Stored data entries:
-- Opening Marker --

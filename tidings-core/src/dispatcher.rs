//! The event registry and router.
//!
//! [`EventDispatcher`] maps event-type identifiers to an ordered list of
//! handlers and fans every published [`Event`] out to the handlers registered
//! under its [`DomainEvent::KIND`]. Dispatch is synchronous: `notify` returns
//! once every handler has returned, or as soon as one fails under the default
//! [`FailFast`] policy.
//!
//! # Example
//!
//! ```
//! use std::sync::Arc;
//!
//! use tidings_core::{
//!     dispatcher::EventDispatcher,
//!     event::{DomainEvent, Event},
//!     handler::HandlerError,
//! };
//!
//! struct ProductCreated {
//!     name: String,
//! }
//!
//! impl DomainEvent for ProductCreated {
//!     const KIND: &'static str = "ProductCreatedEvent";
//! }
//!
//! let mut dispatcher = EventDispatcher::new();
//! let handler = Arc::new(|event: &Event<ProductCreated>| -> Result<(), HandlerError> {
//!     assert_eq!(event.payload().name, "Product 1");
//!     Ok(())
//! });
//!
//! dispatcher.register("ProductCreatedEvent", Arc::clone(&handler));
//! dispatcher
//!     .notify(&Event::new(ProductCreated { name: "Product 1".into() }))
//!     .unwrap();
//!
//! dispatcher.unregister("ProductCreatedEvent", &handler);
//! assert_eq!(dispatcher.event_handlers("ProductCreatedEvent").map(<[_]>::len), Some(0));
//! ```

use std::{any::Any, collections::HashMap, fmt, marker::PhantomData, sync::Arc};

use nonempty::NonEmpty;

use crate::{
    error::{HandlerFailure, NotifyError},
    event::{DomainEvent, Event},
    handler::{ErasedHandler, EventHandler, Typed},
    policy::{CollectErrors, FailFast, FailurePolicy},
};

/// A handler registered under an event-type identifier.
///
/// Subscriptions are the read-only view returned by
/// [`EventDispatcher::event_handlers`]. They can be compared against the
/// handler they were created from, but cannot be used to change the registry.
pub struct Subscription {
    handler: Arc<dyn ErasedHandler>,
}

impl Subscription {
    fn new<P, H>(handler: Arc<H>) -> Self
    where
        P: 'static,
        H: EventHandler<P> + ?Sized + 'static,
    {
        Self {
            handler: Arc::new(Typed::<P, H>::new(handler)),
        }
    }

    /// Whether this subscription was registered with `handler`.
    ///
    /// Comparison is by identity: two distinct handler instances never
    /// match, even if they behave identically.
    #[must_use]
    pub fn is<H: ?Sized>(&self, handler: &Arc<H>) -> bool {
        std::ptr::eq(self.handler.address(), Arc::as_ptr(handler).cast::<()>())
    }

    /// Type name of the registered handler.
    #[must_use]
    pub fn handler_type(&self) -> &'static str {
        self.handler.handler_type()
    }

    /// Type name of the payload the handler accepts.
    #[must_use]
    pub fn payload_type(&self) -> &'static str {
        self.handler.payload_type()
    }
}

impl fmt::Debug for Subscription {
    fn fmt(&self, f: &mut fmt::Formatter<'_>) -> fmt::Result {
        f.debug_struct("Subscription")
            .field("handler", &self.handler_type())
            .field("payload", &self.payload_type())
            .finish()
    }
}

/// Registry and router for domain events.
///
/// The dispatcher owns nothing but its registry. Handlers are shared through
/// [`Arc`], so the same handler instance can be registered under several
/// event types and with several dispatchers.
///
/// `register`, `unregister` and `unregister_all` take `&mut self` while
/// `notify` takes `&self`; a host that publishes from several threads shares
/// the dispatcher behind a lock (for example `Arc<RwLock<EventDispatcher>>`).
///
/// The type parameter selects the [`FailurePolicy`]; see [`FailFast`] (the
/// default) and [`CollectErrors`].
pub struct EventDispatcher<F = FailFast> {
    handlers: HashMap<String, Vec<Subscription>>,
    _policy: PhantomData<fn() -> F>,
}

impl EventDispatcher<FailFast> {
    /// Create an empty fail-fast dispatcher.
    #[must_use]
    pub fn new() -> Self {
        Self::default()
    }

    /// Switch to the [`CollectErrors`] policy, keeping current registrations.
    #[must_use]
    pub fn collecting_errors(self) -> EventDispatcher<CollectErrors> {
        self.with_policy()
    }
}

impl<F: FailurePolicy> Default for EventDispatcher<F> {
    fn default() -> Self {
        Self {
            handlers: HashMap::new(),
            _policy: PhantomData,
        }
    }
}

impl<F: FailurePolicy> EventDispatcher<F> {
    /// Change the failure policy, keeping current registrations.
    #[must_use]
    pub fn with_policy<G: FailurePolicy>(self) -> EventDispatcher<G> {
        EventDispatcher {
            handlers: self.handlers,
            _policy: PhantomData,
        }
    }

    /// Append `handler` to the handlers registered under `event_type`.
    ///
    /// Registering the same handler twice is allowed and results in two
    /// invocations per `notify`.
    pub fn register<P>(
        &mut self,
        event_type: impl Into<String>,
        handler: Arc<impl EventHandler<P> + ?Sized + 'static>,
    ) where
        P: 'static,
    {
        let event_type = event_type.into();
        let subscription = Subscription::new::<P, _>(handler);
        tracing::debug!(
            event_type = %event_type,
            handler = subscription.handler_type(),
            "registering event handler"
        );
        self.handlers
            .entry(event_type)
            .or_default()
            .push(subscription);
    }

    /// Register `handler` under the payload's own [`DomainEvent::KIND`].
    pub fn subscribe<P>(&mut self, handler: Arc<impl EventHandler<P> + ?Sized + 'static>)
    where
        P: DomainEvent + 'static,
    {
        self.register::<P>(P::KIND, handler);
    }

    /// Remove the first registration of `handler` under `event_type`.
    ///
    /// Unknown event types and handlers that were never registered are
    /// ignored. The event type stays in the registry even when its last
    /// handler is removed.
    pub fn unregister<H: ?Sized>(&mut self, event_type: &str, handler: &Arc<H>) {
        let Some(subscriptions) = self.handlers.get_mut(event_type) else {
            tracing::trace!(event_type, "unregister for unknown event type ignored");
            return;
        };

        if let Some(index) = subscriptions.iter().position(|s| s.is(handler)) {
            let removed = subscriptions.remove(index);
            tracing::debug!(
                event_type,
                handler = removed.handler_type(),
                remaining = subscriptions.len(),
                "unregistered event handler"
            );
        } else {
            tracing::trace!(event_type, "handler not registered, nothing to remove");
        }
    }

    /// Remove every event type and every handler.
    pub fn unregister_all(&mut self) {
        tracing::debug!(event_types = self.handlers.len(), "clearing event registry");
        self.handlers.clear();
    }

    /// Handlers registered under `event_type`, in registration order.
    ///
    /// Returns `None` if the event type was never registered (or the registry
    /// has been cleared since), and an empty slice if every handler was
    /// individually unregistered.
    #[must_use]
    pub fn event_handlers(&self, event_type: &str) -> Option<&[Subscription]> {
        self.handlers.get(event_type).map(Vec::as_slice)
    }

    /// Event types currently present in the registry, in no particular order.
    pub fn event_types(&self) -> impl Iterator<Item = &str> {
        self.handlers.keys().map(String::as_str)
    }

    /// Publish `event` to every handler registered under its kind.
    ///
    /// Handlers run on the caller's thread, in registration order. Publishing
    /// an event nobody subscribed to is a no-op.
    ///
    /// # Errors
    ///
    /// Returns [`NotifyError`] if any handler fails. Under [`FailFast`] the
    /// remaining handlers are skipped; under [`CollectErrors`] they all run and
    /// every failure is reported.
    #[tracing::instrument(
        skip(self, event),
        fields(event_type = P::KIND, handler_count = tracing::field::Empty)
    )]
    pub fn notify<P>(&self, event: &Event<P>) -> Result<(), NotifyError>
    where
        P: DomainEvent + 'static,
    {
        self.dispatch(event.kind(), event)
    }

    fn dispatch(&self, event_type: &str, event: &dyn Any) -> Result<(), NotifyError> {
        let Some(subscriptions) = self.handlers.get(event_type) else {
            tracing::trace!("no handlers registered");
            return Ok(());
        };
        tracing::Span::current().record("handler_count", subscriptions.len());

        let mut failures = Vec::new();
        for (position, subscription) in subscriptions.iter().enumerate() {
            tracing::trace!(
                position,
                handler = subscription.handler_type(),
                "invoking handler"
            );

            if let Err(source) = subscription.handler.handle_erased(event_type, event) {
                let failure = HandlerFailure {
                    event_type: event_type.to_string(),
                    position,
                    handler: subscription.handler_type(),
                    source,
                };
                tracing::warn!(error = %failure, "event handler failed");

                if F::STOP_ON_FAILURE {
                    return Err(NotifyError::Handler(failure));
                }
                failures.push(failure);
            }
        }

        match NonEmpty::from_vec(failures) {
            Some(failures) => Err(NotifyError::Collected {
                event_type: event_type.to_string(),
                failures,
            }),
            None => Ok(()),
        }
    }
}

impl<F> fmt::Debug for EventDispatcher<F> {
    fn fmt(&self, f: &mut fmt::Formatter<'_>) -> fmt::Result {
        f.debug_struct("EventDispatcher")
            .field("handlers", &self.handlers)
            .field("policy", &std::any::type_name::<F>())
            .finish()
    }
}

-- Closing Marker --

### [WORK TO BE COMPLETED]
Count each line above with "FailFast"; write only the number.

### [EXERCISE ANSWER]
6